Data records
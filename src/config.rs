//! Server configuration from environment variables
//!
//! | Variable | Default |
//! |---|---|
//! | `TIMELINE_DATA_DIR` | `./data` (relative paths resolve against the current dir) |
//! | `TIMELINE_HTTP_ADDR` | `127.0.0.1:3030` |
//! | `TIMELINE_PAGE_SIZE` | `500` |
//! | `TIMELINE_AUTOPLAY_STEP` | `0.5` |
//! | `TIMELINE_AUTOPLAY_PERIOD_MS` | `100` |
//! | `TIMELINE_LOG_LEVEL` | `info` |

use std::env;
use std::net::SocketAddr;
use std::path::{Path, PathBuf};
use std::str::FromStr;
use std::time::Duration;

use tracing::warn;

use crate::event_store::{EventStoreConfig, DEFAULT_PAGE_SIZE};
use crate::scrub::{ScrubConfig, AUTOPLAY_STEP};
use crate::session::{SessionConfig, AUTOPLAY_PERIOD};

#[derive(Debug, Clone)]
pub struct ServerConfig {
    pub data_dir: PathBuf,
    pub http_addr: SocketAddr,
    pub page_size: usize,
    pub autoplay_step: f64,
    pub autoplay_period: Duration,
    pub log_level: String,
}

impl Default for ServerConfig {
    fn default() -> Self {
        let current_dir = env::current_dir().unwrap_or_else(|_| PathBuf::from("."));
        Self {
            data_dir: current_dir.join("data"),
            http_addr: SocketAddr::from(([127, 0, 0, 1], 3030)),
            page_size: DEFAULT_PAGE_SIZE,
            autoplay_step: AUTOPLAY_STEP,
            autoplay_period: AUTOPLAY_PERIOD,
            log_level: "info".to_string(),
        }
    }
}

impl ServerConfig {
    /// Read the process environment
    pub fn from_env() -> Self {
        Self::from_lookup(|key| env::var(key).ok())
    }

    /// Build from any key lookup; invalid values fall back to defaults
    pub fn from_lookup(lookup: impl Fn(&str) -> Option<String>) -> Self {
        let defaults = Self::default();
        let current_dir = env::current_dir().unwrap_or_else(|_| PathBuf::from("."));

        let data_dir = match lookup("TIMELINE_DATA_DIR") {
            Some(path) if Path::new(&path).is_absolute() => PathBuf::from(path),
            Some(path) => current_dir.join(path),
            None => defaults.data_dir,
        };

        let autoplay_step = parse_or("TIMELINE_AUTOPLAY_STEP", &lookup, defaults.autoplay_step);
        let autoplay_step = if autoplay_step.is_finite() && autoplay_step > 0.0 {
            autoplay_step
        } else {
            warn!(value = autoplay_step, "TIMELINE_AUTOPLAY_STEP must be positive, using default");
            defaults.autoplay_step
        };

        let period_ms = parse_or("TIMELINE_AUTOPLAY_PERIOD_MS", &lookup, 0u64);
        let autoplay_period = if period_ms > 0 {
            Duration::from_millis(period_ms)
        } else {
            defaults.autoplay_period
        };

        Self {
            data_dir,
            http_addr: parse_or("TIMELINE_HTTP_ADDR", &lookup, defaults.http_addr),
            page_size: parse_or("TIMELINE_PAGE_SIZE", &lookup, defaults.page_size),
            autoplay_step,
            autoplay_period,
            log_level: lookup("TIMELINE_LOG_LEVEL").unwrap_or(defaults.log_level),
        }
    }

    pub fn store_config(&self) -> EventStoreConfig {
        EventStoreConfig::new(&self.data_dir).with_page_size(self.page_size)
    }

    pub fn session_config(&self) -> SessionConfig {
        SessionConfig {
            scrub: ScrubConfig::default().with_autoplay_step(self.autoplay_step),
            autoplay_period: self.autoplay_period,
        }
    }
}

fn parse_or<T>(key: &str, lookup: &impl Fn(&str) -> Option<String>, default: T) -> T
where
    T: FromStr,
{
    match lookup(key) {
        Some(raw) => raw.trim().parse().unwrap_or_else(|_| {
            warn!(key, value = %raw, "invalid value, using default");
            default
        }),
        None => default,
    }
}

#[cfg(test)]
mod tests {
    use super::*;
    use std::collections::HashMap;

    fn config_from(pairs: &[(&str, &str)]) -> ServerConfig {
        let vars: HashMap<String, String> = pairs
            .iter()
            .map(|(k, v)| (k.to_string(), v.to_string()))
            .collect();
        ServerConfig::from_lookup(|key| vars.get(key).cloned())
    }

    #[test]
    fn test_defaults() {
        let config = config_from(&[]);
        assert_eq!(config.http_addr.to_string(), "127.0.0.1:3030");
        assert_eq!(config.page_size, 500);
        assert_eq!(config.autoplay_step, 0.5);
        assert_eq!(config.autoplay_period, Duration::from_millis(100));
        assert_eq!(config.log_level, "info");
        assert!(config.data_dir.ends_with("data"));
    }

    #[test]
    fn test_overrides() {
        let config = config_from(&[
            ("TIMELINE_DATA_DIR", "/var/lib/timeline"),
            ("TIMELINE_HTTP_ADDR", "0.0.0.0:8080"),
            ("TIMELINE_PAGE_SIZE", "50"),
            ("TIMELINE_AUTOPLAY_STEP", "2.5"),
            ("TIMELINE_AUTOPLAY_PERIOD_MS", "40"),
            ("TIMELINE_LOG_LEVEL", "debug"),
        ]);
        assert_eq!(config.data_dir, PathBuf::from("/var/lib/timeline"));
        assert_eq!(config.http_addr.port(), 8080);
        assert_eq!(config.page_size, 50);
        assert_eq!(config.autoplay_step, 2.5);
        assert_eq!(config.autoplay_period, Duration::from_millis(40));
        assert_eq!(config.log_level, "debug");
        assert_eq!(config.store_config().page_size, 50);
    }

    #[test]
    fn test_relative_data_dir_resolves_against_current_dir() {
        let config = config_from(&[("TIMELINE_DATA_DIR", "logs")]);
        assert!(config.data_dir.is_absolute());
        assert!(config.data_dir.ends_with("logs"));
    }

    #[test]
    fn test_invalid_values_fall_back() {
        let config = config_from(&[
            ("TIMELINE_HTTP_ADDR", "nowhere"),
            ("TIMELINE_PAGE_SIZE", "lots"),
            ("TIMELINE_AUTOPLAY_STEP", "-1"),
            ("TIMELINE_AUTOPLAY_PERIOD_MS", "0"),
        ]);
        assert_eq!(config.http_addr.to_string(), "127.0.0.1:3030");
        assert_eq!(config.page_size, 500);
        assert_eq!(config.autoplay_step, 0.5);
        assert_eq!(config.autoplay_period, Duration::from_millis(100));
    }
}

Task details: In the answer, the lines from the first line of the data above through the line containing "back to defaults" must appear exactly as written, with nothing else.

Final answer:
filename src/config.rs
//! Server configuration from environment variables
//!
//! | Variable | Default |
//! |---|---|
//! | `TIMELINE_DATA_DIR` | `./data` (relative paths resolve against the current dir) |
//! | `TIMELINE_HTTP_ADDR` | `127.0.0.1:3030` |
//! | `TIMELINE_PAGE_SIZE` | `500` |
//! | `TIMELINE_AUTOPLAY_STEP` | `0.5` |
//! | `TIMELINE_AUTOPLAY_PERIOD_MS` | `100` |
//! | `TIMELINE_LOG_LEVEL` | `info` |

use std::env;
use std::net::SocketAddr;
use std::path::{Path, PathBuf};
use std::str::FromStr;
use std::time::Duration;

use tracing::warn;

use crate::event_store::{EventStoreConfig, DEFAULT_PAGE_SIZE};
use crate::scrub::{ScrubConfig, AUTOPLAY_STEP};
use crate::session::{SessionConfig, AUTOPLAY_PERIOD};

#[derive(Debug, Clone)]
pub struct ServerConfig {
    pub data_dir: PathBuf,
    pub http_addr: SocketAddr,
    pub page_size: usize,
    pub autoplay_step: f64,
    pub autoplay_period: Duration,
    pub log_level: String,
}

impl Default for ServerConfig {
    fn default() -> Self {
        let current_dir = env::current_dir().unwrap_or_else(|_| PathBuf::from("."));
        Self {
            data_dir: current_dir.join("data"),
            http_addr: SocketAddr::from(([127, 0, 0, 1], 3030)),
            page_size: DEFAULT_PAGE_SIZE,
            autoplay_step: AUTOPLAY_STEP,
            autoplay_period: AUTOPLAY_PERIOD,
            log_level: "info".to_string(),
        }
    }
}

impl ServerConfig {
    /// Read the process environment
    pub fn from_env() -> Self {
        Self::from_lookup(|key| env::var(key).ok())
    }

    /// Build from any key lookup; invalid values fall back to defaults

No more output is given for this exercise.